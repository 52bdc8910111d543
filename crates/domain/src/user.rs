//! Local user value types and validation rules.

use std::fmt;

use accountgate_core::{AppError, AppResult};
use serde::{Deserialize, Serialize};

/// Surrogate identifier assigned by the local store on persist.
#[derive(Debug, Clone, Copy, PartialEq, Eq, Hash, Serialize, Deserialize)]
pub struct LocalUserId(i64);

impl LocalUserId {
    /// Wraps a store-assigned identifier.
    #[must_use]
    pub fn new(value: i64) -> Self {
        Self(value)
    }

    /// Returns the raw identifier.
    #[must_use]
    pub fn as_i64(&self) -> i64 {
        self.0
    }
}

impl fmt::Display for LocalUserId {
    fn fmt(&self, formatter: &mut fmt::Formatter<'_>) -> fmt::Result {
        write!(formatter, "{}", self.0)
    }
}

/// Validated, canonical (lowercase) email address.
#[derive(Debug, Clone, PartialEq, Eq, Hash, Serialize, Deserialize)]
pub struct EmailAddress(String);

impl EmailAddress {
    /// Creates a validated email address.
    ///
    /// Performs basic structural validation: non-empty, exactly one `@`,
    /// non-empty local part, and a domain with at least one `.`.
    pub fn new(value: impl Into<String>) -> AppResult<Self> {
        let value = value.into();
        let trimmed = value.trim().to_lowercase();

        if trimmed.is_empty() {
            return Err(AppError::Validation(
                "email address must not be empty".to_owned(),
            ));
        }

        let Some((local, domain)) = trimmed.split_once('@') else {
            return Err(AppError::Validation(
                "email address must contain exactly one '@'".to_owned(),
            ));
        };

        if domain.contains('@') {
            return Err(AppError::Validation(
                "email address must contain exactly one '@'".to_owned(),
            ));
        }

        if local.is_empty() {
            return Err(AppError::Validation(
                "email local part must not be empty".to_owned(),
            ));
        }

        if domain.is_empty() || !domain.contains('.') {
            return Err(AppError::Validation(
                "email domain must contain at least one '.'".to_owned(),
            ));
        }

        if trimmed.len() > 254 {
            return Err(AppError::Validation(
                "email address must not exceed 254 characters".to_owned(),
            ));
        }

        Ok(Self(trimmed))
    }

    /// Returns the validated email string.
    #[must_use]
    pub fn as_str(&self) -> &str {
        self.0.as_str()
    }
}

impl fmt::Display for EmailAddress {
    fn fmt(&self, formatter: &mut fmt::Formatter<'_>) -> fmt::Result {
        formatter.write_str(&self.0)
    }
}

/// Minimum username length.
pub const USERNAME_MIN_LENGTH: usize = 3;

/// Maximum username length (matches the `users.username` column).
pub const USERNAME_MAX_LENGTH: usize = 50;

/// Validated username shared by the identity provider and the local store.
///
/// The identity provider compares usernames case-insensitively and stores
/// them lowercase, so the canonical form here is lowercase as well.
#[derive(Debug, Clone, PartialEq, Eq, Hash, Serialize, Deserialize)]
pub struct Username(String);

impl Username {
    /// Creates a validated username.
    pub fn new(value: impl Into<String>) -> AppResult<Self> {
        let value = value.into();
        let canonical = value.trim().to_lowercase();

        if canonical.is_empty() {
            return Err(AppError::Validation("username must not be empty".to_owned()));
        }

        let length = canonical.chars().count();
        if !(USERNAME_MIN_LENGTH..=USERNAME_MAX_LENGTH).contains(&length) {
            return Err(AppError::Validation(format!(
                "username must be between {USERNAME_MIN_LENGTH} and {USERNAME_MAX_LENGTH} characters"
            )));
        }

        if !canonical
            .chars()
            .all(|character| character.is_ascii_alphanumeric() || matches!(character, '.' | '_' | '-'))
        {
            return Err(AppError::Validation(
                "username may only contain letters, digits, '.', '_' and '-'".to_owned(),
            ));
        }

        Ok(Self(canonical))
    }

    /// Returns the canonical username.
    #[must_use]
    pub fn as_str(&self) -> &str {
        self.0.as_str()
    }
}

impl fmt::Display for Username {
    fn fmt(&self, formatter: &mut fmt::Formatter<'_>) -> fmt::Result {
        formatter.write_str(&self.0)
    }
}

/// Kind of account held by a local user.
#[derive(Debug, Clone, Copy, Default, PartialEq, Eq, Serialize, Deserialize)]
#[serde(rename_all = "SCREAMING_SNAKE_CASE")]
pub enum AccountType {
    /// Individual account.
    #[default]
    Personal,
    /// Account owned by a company; usually carries a company record.
    Business,
}

impl AccountType {
    /// Returns the storage string.
    #[must_use]
    pub fn as_str(&self) -> &'static str {
        match self {
            Self::Personal => "PERSONAL",
            Self::Business => "BUSINESS",
        }
    }

    /// Parses a storage string into an account type.
    pub fn parse(value: &str) -> AppResult<Self> {
        match value {
            "PERSONAL" => Ok(Self::Personal),
            "BUSINESS" => Ok(Self::Business),
            _ => Err(AppError::Validation(format!(
                "unknown account type '{value}'"
            ))),
        }
    }
}

/// Plaintext password held only for the duration of a request.
///
/// `Debug` is redacted so the value cannot leak through structured logs.
#[derive(Clone, PartialEq, Eq, Deserialize)]
#[serde(transparent)]
pub struct PlainPassword(String);

impl PlainPassword {
    /// Wraps a plaintext password.
    #[must_use]
    pub fn new(value: impl Into<String>) -> Self {
        Self(value.into())
    }

    /// Exposes the plaintext for hashing or forwarding to the identity provider.
    #[must_use]
    pub fn expose(&self) -> &str {
        self.0.as_str()
    }
}

impl fmt::Debug for PlainPassword {
    fn fmt(&self, formatter: &mut fmt::Formatter<'_>) -> fmt::Result {
        formatter.write_str("PlainPassword([REDACTED])")
    }
}

/// Minimum password length accepted at registration.
pub const PASSWORD_MIN_LENGTH: usize = 8;

/// Maximum password length (protects the Argon2id hasher from oversized input).
pub const PASSWORD_MAX_LENGTH: usize = 128;

/// Validates a plaintext password against the local length rules.
///
/// The identity provider applies its own realm policy on top of this.
pub fn validate_password(password: &PlainPassword) -> AppResult<()> {
    let char_count = password.expose().chars().count();

    if char_count < PASSWORD_MIN_LENGTH {
        return Err(AppError::Validation(format!(
            "password must be at least {PASSWORD_MIN_LENGTH} characters"
        )));
    }

    if char_count > PASSWORD_MAX_LENGTH {
        return Err(AppError::Validation(format!(
            "password must not exceed {PASSWORD_MAX_LENGTH} characters"
        )));
    }

    Ok(())
}

#[cfg(test)]
mod tests {
    use proptest::prelude::*;

    use super::*;

    #[test]
    fn valid_email_is_canonicalized() {
        let email = EmailAddress::new("  Alice@Example.COM ");
        assert_eq!(
            email.map(|value| value.as_str().to_owned()).ok().as_deref(),
            Some("alice@example.com")
        );
    }

    #[test]
    fn email_with_two_at_signs_is_rejected() {
        assert!(EmailAddress::new("a@b@example.com").is_err());
    }

    #[test]
    fn email_without_domain_dot_is_rejected() {
        assert!(EmailAddress::new("user@nodot").is_err());
    }

    #[test]
    fn username_is_lowercased() {
        let username = Username::new("Alice_01");
        assert_eq!(
            username.map(|value| value.as_str().to_owned()).ok().as_deref(),
            Some("alice_01")
        );
    }

    #[test]
    fn username_with_spaces_is_rejected() {
        assert!(Username::new("alice smith").is_err());
    }

    #[test]
    fn short_password_is_rejected() {
        assert!(validate_password(&PlainPassword::new("short")).is_err());
    }

    #[test]
    fn password_debug_is_redacted() {
        let password = PlainPassword::new("Secret123");
        assert!(!format!("{password:?}").contains("Secret123"));
    }

    #[test]
    fn account_type_round_trips_storage_string() {
        assert_eq!(
            AccountType::parse(AccountType::Business.as_str()).ok(),
            Some(AccountType::Business)
        );
        assert!(AccountType::parse("ENTERPRISE").is_err());
    }

    proptest! {
        #[test]
        fn usernames_from_allowed_alphabet_are_accepted(value in "[a-z0-9._-]{3,50}") {
            prop_assert!(Username::new(value).is_ok());
        }

        #[test]
        fn emails_never_keep_uppercase(local in "[A-Za-z0-9]{1,20}", domain in "[A-Za-z]{1,20}") {
            let email = EmailAddress::new(format!("{local}@{domain}.com"));
            prop_assert!(email.is_ok());
            if let Ok(email) = email {
                prop_assert_eq!(email.as_str().to_owned(), email.as_str().to_lowercase());
            }
        }
    }
}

━━━━

» **Your objective**
Begin at the first line of the entries above and copy every line exactly, ending with the line that contains "store on persist.".

» **Final answer**
repository 52bdc8910111d543
filename crates/domain/src/user.rs
//! Local user value types and validation rules.

use std::fmt;

use accountgate_core::{AppError, AppResult};
use serde::{Deserialize, Serialize};

/// Surrogate identifier assigned by the local store on persist.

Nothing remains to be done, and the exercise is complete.